All this, despite the 808 having a significant manufacturing process advantage over the 650.

But these aren't really surprising findings. ARM themselves acknowledge how much better the A72 cores are than the A57:

TOgZQv7.png





And even the A72 are "old" now. The A73 cores that have been in production SoCs for half a year show significant performance/watt over the A72:


t2niSok.jpg
 
Moving to A73 cores would have required Nvidia/Nintendo to pay for the license of the A73 cores, and truly customizing the X1 processor, increasing cost significantly. The Tegra X1 fit the requirements and was very cost effective. Nintendo could have spent lots of $$$ for a custom processor that was moderately more capable than a stock Tegra X1. The bottom line is that there isn't a mobile oriented SOC that would have substantially changed the positioning of the Switch. It was never going to be Xbox One in the form factor that its in. Look how much power the Xbox One S sucks and its using 16nm FinFet. Currently, there is no mobile SOC on the market in a $300 or less device that trumps the X1 in performance. If there is, please link the device, but I haven't seen it.
 
Nintendo needed low BOM, decent margins and a comprehensive technology partner far more than they needed faster CPU cores.

And Nvidia didn't have another off the shelf chip for them at the right point in time anyway.

It's highly likely that Nintendo did, in all probability, make the best choice.
 
A73 is an in-order design, I thought, hence the efficiency argument vs A72.

I don't know what that translates to in real-world applications/games though...
 
CPU and GPU performance doesn't come cheap WRT power. ARM has gotten most of the low hanging fruit WRT perf/watt and are starting to get into the same situation where Intel is at where its getting increasingly difficult to increase performance without also increasing power consumption.

They could have used a more power efficient SOC but then it'd also be less powerful. They could have used a more powerful SOC but then it'd be a lot more power hungry. IMO, while I'm not a fan of Tegra, for what Nintendo wanted from the Switch, I think it was a good compromise between power and power efficiency.

Regards,
SB
Just to add to that, one thing I think most people have missed is that much of the progress in the mobile space over the last 8 years or so has come from min-maxing the hell out of chips. New process nodes have improved things quite a bit, of course, but dynamic power hasn't improved by as much as you'd think. The reason your iPad doesn't double as a hotplate it because Apple offsets the high power usage under load with amazingly low power usage at idle. And most workloads are bursty, allowing the SoC to spend most of its time in deep idle.

The Switch doesn't get that luxury. If it's on, it's almost always running at full-tilt.
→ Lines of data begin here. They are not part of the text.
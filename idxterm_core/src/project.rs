use std::fmt::Display;
use std::path::Path;
use std::path::PathBuf;
use std::sync::Arc;

use globset::Glob;
use globset::GlobSet;
use globset::GlobSetBuilder;
use ignore::DirEntry;
use ignore::WalkBuilder;
use ignore::gitignore::Gitignore;
use ignore::gitignore::GitignoreBuilder;
use serde::Deserialize;
use serde::Serialize;

use crate::IdxError;
use crate::IdxResult;
use crate::IndexTermCollection;
use crate::IndexTermReader;
use crate::Locale;
use crate::ReaderDiagnostic;
use crate::ReaderOptions;
use crate::TermLocale;
use crate::config::CONFIG_FILE_CANDIDATES;
use crate::config::DEFAULT_EXTENSIONS;
use crate::config::DEFAULT_MAX_FILE_SIZE;
use crate::config::IdxConfig;
use crate::locale::term_locale;
use crate::scanner::scan_document;

/// Options for controlling how a project is scanned.
///
/// Use [`ScanOptions::default()`] for sensible defaults or
/// [`ScanOptions::from_config`] to construct from an [`IdxConfig`].
#[derive(Debug, Clone)]
pub struct ScanOptions {
	/// Element and attribute names used by the reader.
	pub reader: ReaderOptions,
	/// Gitignore-style patterns to exclude from scanning.
	pub exclude_patterns: Vec<String>,
	/// Glob patterns for extra files to scan regardless of extension.
	pub include_set: GlobSet,
	/// Extensions of files to scan.
	pub extensions: Vec<String>,
	/// Maximum file size to scan in bytes.
	pub max_file_size: u64,
	/// Whether to disable `.gitignore` integration.
	pub disable_gitignore: bool,
}

impl Default for ScanOptions {
	fn default() -> Self {
		Self {
			reader: ReaderOptions::default(),
			exclude_patterns: Vec::new(),
			include_set: GlobSet::empty(),
			extensions: DEFAULT_EXTENSIONS.iter().map(ToString::to_string).collect(),
			max_file_size: DEFAULT_MAX_FILE_SIZE,
			disable_gitignore: false,
		}
	}
}

impl ScanOptions {
	/// Construct [`ScanOptions`] from an [`IdxConfig`].
	pub fn from_config(config: Option<&IdxConfig>) -> Self {
		let Some(config) = config else {
			return Self::default();
		};

		Self {
			reader: config.reader_options(),
			exclude_patterns: config.exclude.patterns.clone(),
			include_set: build_glob_set(&config.include.patterns),
			extensions: config.extensions.clone(),
			max_file_size: config.max_file_size,
			disable_gitignore: config.disable_gitignore,
		}
	}
}

/// The kind of diagnostic produced during project scanning.
#[derive(Debug, Clone, PartialEq, Eq, Serialize, Deserialize)]
#[non_exhaustive]
pub enum DiagnosticKind {
	/// An index term had no text content and was given the placeholder name.
	EmptyTerm { depth: usize },
	/// The document ended with index term scopes still open. Terms in those
	/// scopes were dropped.
	IncompleteScan { open_scopes: usize },
	/// The document could not be read; none of its terms were collected.
	ScanFailed { reason: String },
}

/// A diagnostic produced during project scanning.
#[derive(Debug, Clone, PartialEq, Eq, Serialize, Deserialize)]
pub struct ProjectDiagnostic {
	/// The file where the diagnostic was found.
	pub file: PathBuf,
	/// The kind of diagnostic.
	pub kind: DiagnosticKind,
}

impl ProjectDiagnostic {
	/// Empty terms are warnings; everything else means index terms were lost.
	pub fn is_error(&self) -> bool {
		!matches!(self.kind, DiagnosticKind::EmptyTerm { .. })
	}

	/// Human-readable message for this diagnostic.
	pub fn message(&self) -> String {
		match &self.kind {
			DiagnosticKind::EmptyTerm { depth } => {
				format!(
					"index term without content at depth {depth} was named `{}`",
					crate::EMPTY_TERM_PLACEHOLDER
				)
			}
			DiagnosticKind::IncompleteScan { open_scopes } => {
				format!("document ended with {open_scopes} unclosed index term(s)")
			}
			DiagnosticKind::ScanFailed { reason } => format!("scan failed: {reason}"),
		}
	}
}

/// Index terms collected from every document of a project.
#[derive(Debug, Clone, Serialize)]
pub struct ProjectIndex {
	/// Terms merged across documents.
	pub terms: IndexTermCollection,
	/// Files that were scanned, in scan order.
	pub files: Vec<PathBuf>,
	/// Problems found while scanning.
	pub diagnostics: Vec<ProjectDiagnostic>,
	/// The locale resolved from the first usable language attribute.
	pub locale: Option<Locale>,
}

impl ProjectIndex {
	pub fn has_errors(&self) -> bool {
		self.diagnostics.iter().any(ProjectDiagnostic::is_error)
	}
}

/// Scan a directory with default options, recording the locale process-wide.
pub fn scan_project(root: &Path) -> IdxResult<ProjectIndex> {
	scan_project_with_options(root, &ScanOptions::default(), term_locale())
}

/// Load the project config discovered under `root`, then scan with it. The
/// detected locale is recorded process-wide.
pub fn scan_project_with_config(root: &Path) -> IdxResult<ProjectIndex> {
	let config = IdxConfig::load(root)?;
	let options = ScanOptions::from_config(config.as_ref());
	scan_project_with_options(root, &options, term_locale())
}

/// Scan a directory with the given [`ScanOptions`], recording the detected
/// locale in `locale`.
///
/// One reader is reused for every document and reset in between; the locale
/// slot is never reset.
pub fn scan_project_with_options(
	root: &Path,
	options: &ScanOptions,
	locale: Arc<TermLocale>,
) -> IdxResult<ProjectIndex> {
	let files = collect_project_files(root, options)?;
	let mut reader = IndexTermReader::with_options(options.reader.clone()).with_locale(locale);
	let mut terms = IndexTermCollection::new();
	let mut diagnostics = Vec::new();

	for file in &files {
		let metadata = std::fs::metadata(file)?;
		if metadata.len() > options.max_file_size {
			return Err(IdxError::FileTooLarge {
				path: file.display().to_string(),
				size: metadata.len(),
				limit: options.max_file_size,
			});
		}

		let content = match std::fs::read_to_string(file) {
			Ok(content) => content,
			Err(e) => {
				diagnostics.push(scan_failed(file, &e));
				continue;
			}
		};
		let target = relative_file_key(root, file);

		let scan = match scan_document(&mut reader, &target, &content) {
			Ok(scan) => scan,
			Err(e) => {
				diagnostics.push(scan_failed(file, &e));
				continue;
			}
		};

		for diagnostic in &scan.diagnostics {
			match diagnostic {
				ReaderDiagnostic::EmptyTerm { depth } => {
					diagnostics.push(ProjectDiagnostic {
						file: file.clone(),
						kind: DiagnosticKind::EmptyTerm { depth: *depth },
					});
				}
			}
		}

		if !scan.is_complete() {
			diagnostics.push(ProjectDiagnostic {
				file: file.clone(),
				kind: DiagnosticKind::IncompleteScan {
					open_scopes: scan.open_scopes,
				},
			});
		}

		terms.extend(scan.terms);
	}

	Ok(ProjectIndex {
		terms,
		files,
		diagnostics,
		locale: reader.locale().get(),
	})
}

fn scan_failed(file: &Path, reason: &dyn Display) -> ProjectDiagnostic {
	tracing::warn!(file = %file.display(), "skipping document: {reason}");
	ProjectDiagnostic {
		file: file.to_path_buf(),
		kind: DiagnosticKind::ScanFailed {
			reason: reason.to_string(),
		},
	}
}

/// Root-relative path with `/` separators, used as the document identifier.
pub fn relative_file_key(root: &Path, file: &Path) -> String {
	file.strip_prefix(root)
		.unwrap_or(file)
		.to_string_lossy()
		.replace('\\', "/")
}

/// Collect every file the project scan will read, sorted by path.
///
/// A file is read when its extension is one of `options.extensions` or its
/// root-relative path matches an include pattern. Hidden entries,
/// `node_modules`, `target`, excluded paths and (unless disabled)
/// gitignored paths are skipped, as are subdirectories holding their own
/// `idxterm.toml`.
pub fn collect_project_files(root: &Path, options: &ScanOptions) -> IdxResult<Vec<PathBuf>> {
	let exclude = build_exclude_matcher(root, &options.exclude_patterns)?;

	let mut builder = WalkBuilder::new(root);
	builder
		.hidden(true)
		.parents(false)
		.ignore(false)
		.git_global(false)
		.git_exclude(false)
		.git_ignore(!options.disable_gitignore)
		.require_git(false)
		.follow_links(true)
		.filter_entry(move |entry| keep_entry(entry, &exclude));

	let mut files = Vec::new();
	for result in builder.build() {
		let entry = match result {
			Ok(entry) => entry,
			Err(err) => {
				if let Some(path) = symlink_loop(&err) {
					return Err(IdxError::SymlinkCycle {
						path: path.display().to_string(),
					});
				}
				tracing::warn!("skipping unreadable path: {err}");
				continue;
			}
		};

		if !entry.file_type().is_some_and(|file_type| file_type.is_file()) {
			continue;
		}

		let path = entry.into_path();
		let included = path
			.strip_prefix(root)
			.is_ok_and(|relative| options.include_set.is_match(relative));
		if included || has_scannable_extension(&path, &options.extensions) {
			files.push(path);
		}
	}

	files.sort();
	files.dedup();
	Ok(files)
}

fn keep_entry(entry: &DirEntry, exclude: &Gitignore) -> bool {
	let is_dir = entry.file_type().is_some_and(|file_type| file_type.is_dir());

	if is_dir && entry.depth() > 0 {
		let name = entry.file_name().to_string_lossy();
		if name == "node_modules" || name == "target" {
			return false;
		}

		// A subdirectory with its own config is a separate project.
		if CONFIG_FILE_CANDIDATES
			.iter()
			.any(|candidate| entry.path().join(candidate).is_file())
		{
			return false;
		}
	}

	!exclude.matched(entry.path(), is_dir).is_ignore()
}

fn symlink_loop(err: &ignore::Error) -> Option<&Path> {
	match err {
		ignore::Error::Loop { child, .. } => Some(child.as_path()),
		ignore::Error::WithPath { err, .. }
		| ignore::Error::WithDepth { err, .. }
		| ignore::Error::WithLineNumber { err, .. } => symlink_loop(err),
		ignore::Error::Partial(errors) => errors.iter().find_map(symlink_loop),
		_ => None,
	}
}

fn build_glob_set(patterns: &[String]) -> GlobSet {
	let mut builder = GlobSetBuilder::new();
	for pattern in patterns {
		match Glob::new(pattern) {
			Ok(glob) => {
				builder.add(glob);
			}
			Err(e) => tracing::warn!("ignoring include pattern `{pattern}`: {e}"),
		}
	}
	builder.build().unwrap_or_else(|_| GlobSet::empty())
}

/// Gitignore-style matcher for the `[exclude]` patterns, rooted at `root`.
fn build_exclude_matcher(root: &Path, patterns: &[String]) -> IdxResult<Gitignore> {
	let mut builder = GitignoreBuilder::new(root);
	for pattern in patterns {
		builder.add_line(None, pattern).map_err(|e| {
			IdxError::ConfigParse(format!("invalid exclude pattern `{pattern}`: {e}"))
		})?;
	}
	builder
		.build()
		.map_err(|e| IdxError::ConfigParse(format!("failed to build exclude rules: {e}")))
}

fn has_scannable_extension(path: &Path, extensions: &[String]) -> bool {
	let Some(ext) = path.extension().and_then(|e| e.to_str()) else {
		return false;
	};

	extensions
		.iter()
		.any(|candidate| candidate.eq_ignore_ascii_case(ext))
}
So Nintendo can't min-max their way out of this. The dynamic power of the chip under load is for all practical purposes its average power consumption.

I do wish Nintendo had gone with a 16FF chip, but oh well. Regardless, a passively cooled handheld on the level of the Vita/3DS would have to be a lot lower performance. Probably a Cortex-A17 and something akin to a PowerVR GT7200 or GT7400?